ASSIGNMENT: Down to the last line, the material below should be reproduced exactly.

——

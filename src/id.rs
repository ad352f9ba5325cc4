//! Code for handling IDs
use anyhow::Result;
use indexmap::IndexSet;

/// A trait alias for ID types
pub trait IDLike:
    Eq + std::hash::Hash + std::borrow::Borrow<str> + Clone + std::fmt::Display + std::fmt::Debug
{
}
impl<T> IDLike for T where
    T: Eq + std::hash::Hash + std::borrow::Borrow<str> + Clone + std::fmt::Display + std::fmt::Debug
{
}

macro_rules! define_id_type {
    ($name:ident) => {
        #[derive(
            Clone,
            std::hash::Hash,
            PartialEq,
            Eq,
            PartialOrd,
            Ord,
            serde::Deserialize,
            serde::Serialize,
            derive_more::Display,
        )]
        #[serde(transparent)]
        /// An ID type (e.g. `SiteID`, `SegmentID`, etc.)
        pub struct $name(pub std::rc::Rc<str>);

        impl std::fmt::Debug for $name {
            fn fmt(&self, f: &mut std::fmt::Formatter<'_>) -> std::fmt::Result {
                write!(f, "{:?}", &*self.0)
            }
        }

        impl std::borrow::Borrow<str> for $name {
            fn borrow(&self) -> &str {
                &self.0
            }
        }

        impl From<&str> for $name {
            fn from(s: &str) -> Self {
                $name(std::rc::Rc::from(s))
            }
        }

        impl From<String> for $name {
            fn from(s: String) -> Self {
                $name(std::rc::Rc::from(s))
            }
        }

        impl $name {
            /// Create a new ID from a string slice
            pub fn new(id: &str) -> Self {
                $name(std::rc::Rc::from(id))
            }
        }
    };
}
pub(crate) use define_id_type;

/// Collect IDs into an ordered set, failing on the first duplicate.
///
/// `kind` names the collection in the error message (e.g. "segment").
pub fn collect_unique_ids<ID, I>(ids: I, kind: &str) -> Result<IndexSet<ID>>
where
    ID: IDLike,
    I: IntoIterator<Item = ID>,
{
    let mut set = IndexSet::new();
    for id in ids {
        let id_str: &str = id.borrow();
        anyhow::ensure!(!id_str.is_empty(), "Empty {kind} ID");
        if let Some(dup) = set.replace(id) {
            anyhow::bail!("Duplicate {kind} ID: {dup}");
        }
    }

    Ok(set)
}

#[cfg(test)]
mod tests {
    use super::*;

    define_id_type!(GenericID);

    #[test]
    fn test_collect_unique_ids() {
        let ids: IndexSet<GenericID> =
            collect_unique_ids(["x".into(), "y".into()], "generic").unwrap();
        assert_eq!(ids.len(), 2);

        let err = collect_unique_ids::<GenericID, _>(["x".into(), "x".into()], "generic")
            .unwrap_err();
        assert_eq!(err.to_string(), "Duplicate generic ID: x");

        assert!(collect_unique_ids::<GenericID, _>(["".into()], "generic").is_err());
    }

    #[test]
    fn test_id_display_and_debug() {
        let id = GenericID::new("Copiapó");
        assert_eq!(id.to_string(), "Copiapó");
        assert_eq!(format!("{id:?}"), "\"Copiapó\"");
    }
}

——

ANSWER TO THIS PROBLEM:
filename src/id.rs
repository ad352f9ba5325cc4
//! Code for handling IDs
use anyhow::Result;
use indexmap::IndexSet;

/// A trait alias for ID types
pub trait IDLike:
    Eq + std::hash::Hash + std::borrow::Borrow<str> + Clone + std::fmt::Display + std::fmt::Debug
{
}
impl<T> IDLike for T where
    T: Eq + std::hash::Hash + std::borrow::Borrow<str> + Clone + std::fmt::Display + std::fmt::Debug
{
}

macro_rules! define_id_type {
    ($name:ident) => {
        #[derive(
            Clone,
            std::hash::Hash,
            PartialEq,
            Eq,
            PartialOrd,
            Ord,
            serde::Deserialize,
            serde::Serialize,
            derive_more::Display,
        )]
        #[serde(transparent)]
        /// An ID type (e.g. `SiteID`, `SegmentID`, etc.)
        pub struct $name(pub std::rc::Rc<str>);

        impl std::fmt::Debug for $name {
            fn fmt(&self, f: &mut std::fmt::Formatter<'_>) -> std::fmt::Result {
                write!(f, "{:?}", &*self.0)
            }
        }

        impl std::borrow::Borrow<str> for $name {
            fn borrow(&self) -> &str {
                &self.0
            }
        }

        impl From<&str> for $name {
            fn from(s: &str) -> Self {
                $name(std::rc::Rc::from(s))
            }
        }

        impl From<String> for $name {
            fn from(s: String) -> Self {
                $name(std::rc::Rc::from(s))
            }
        }

        impl $name {
            /// Create a new ID from a string slice
            pub fn new(id: &str) -> Self {
                $name(std::rc::Rc::from(id))
            }
        }
    };
}
pub(crate) use define_id_type;

/// Collect IDs into an ordered set, failing on the first duplicate.
///
/// `kind` names the collection in the error message (e.g. "segment").
pub fn collect_unique_ids<ID, I>(ids: I, kind: &str) -> Result<IndexSet<ID>>
where
    ID: IDLike,
    I: IntoIterator<Item = ID>,
{
    let mut set = IndexSet::new();
    for id in ids {
        let id_str: &str = id.borrow();
        anyhow::ensure!(!id_str.is_empty(), "Empty {kind} ID");
        if let Some(dup) = set.replace(id) {
            anyhow::bail!("Duplicate {kind} ID: {dup}");
        }
    }

    Ok(set)
}

#[cfg(test)]
mod tests {
    use super::*;

    define_id_type!(GenericID);

    #[test]
    fn test_collect_unique_ids() {
        let ids: IndexSet<GenericID> =
            collect_unique_ids(["x".into(), "y".into()], "generic").unwrap();
        assert_eq!(ids.len(), 2);

        let err = collect_unique_ids::<GenericID, _>(["x".into(), "x".into()], "generic")
            .unwrap_err();
        assert_eq!(err.to_string(), "Duplicate generic ID: x");

        assert!(collect_unique_ids::<GenericID, _>(["".into()], "generic").is_err());
    }

    #[test]
    fn test_id_display_and_debug() {
        let id = GenericID::new("Copiapó");
        assert_eq!(id.to_string(), "Copiapó");
        assert_eq!(format!("{id:?}"), "\"Copiapó\"");
    }
}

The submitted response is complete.